▶ _TASK INSTRUCTIONS_: The response must restate the data exactly, with nothing left out.
[Opening ENTRIES SUPPLIED section]
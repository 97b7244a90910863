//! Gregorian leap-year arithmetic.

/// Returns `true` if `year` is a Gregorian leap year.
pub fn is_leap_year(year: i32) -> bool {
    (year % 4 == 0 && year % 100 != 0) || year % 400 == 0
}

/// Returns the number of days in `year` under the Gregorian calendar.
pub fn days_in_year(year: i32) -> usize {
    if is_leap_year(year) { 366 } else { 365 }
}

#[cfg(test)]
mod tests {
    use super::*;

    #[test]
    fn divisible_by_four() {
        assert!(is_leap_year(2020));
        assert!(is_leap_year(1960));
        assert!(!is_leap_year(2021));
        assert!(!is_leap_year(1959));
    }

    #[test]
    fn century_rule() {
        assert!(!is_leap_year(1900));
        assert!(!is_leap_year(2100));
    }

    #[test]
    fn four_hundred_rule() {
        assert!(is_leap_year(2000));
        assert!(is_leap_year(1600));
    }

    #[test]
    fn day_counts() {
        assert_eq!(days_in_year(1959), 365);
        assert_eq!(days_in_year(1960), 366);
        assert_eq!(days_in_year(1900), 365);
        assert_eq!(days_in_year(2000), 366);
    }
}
[Closing ENTRIES SUPPLIED section]
▶ _ANSWER BOX_:
repository 97b7244a90910863
//! Gregorian leap-year arithmetic.

/// Returns `true` if `year` is a Gregorian leap year.
pub fn is_leap_year(year: i32) -> bool {
    (year % 4 == 0 && year % 100 != 0) || year % 400 == 0
}

/// Returns the number of days in `year` under the Gregorian calendar.
pub fn days_in_year(year: i32) -> usize {
    if is_leap_year(year) { 366 } else { 365 }
}

#[cfg(test)]
mod tests {
    use super::*;

    #[test]
    fn divisible_by_four() {
        assert!(is_leap_year(2020));
        assert!(is_leap_year(1960));
        assert!(!is_leap_year(2021));
        assert!(!is_leap_year(1959));
    }

    #[test]
    fn century_rule() {
        assert!(!is_leap_year(1900));
        assert!(!is_leap_year(2100));
    }

    #[test]
    fn four_hundred_rule() {
        assert!(is_leap_year(2000));
        assert!(is_leap_year(1600));
    }

    #[test]
    fn day_counts() {
        assert_eq!(days_in_year(1959), 365);
        assert_eq!(days_in_year(1960), 366);
        assert_eq!(days_in_year(1900), 365);
        assert_eq!(days_in_year(2000), 366);
    }
}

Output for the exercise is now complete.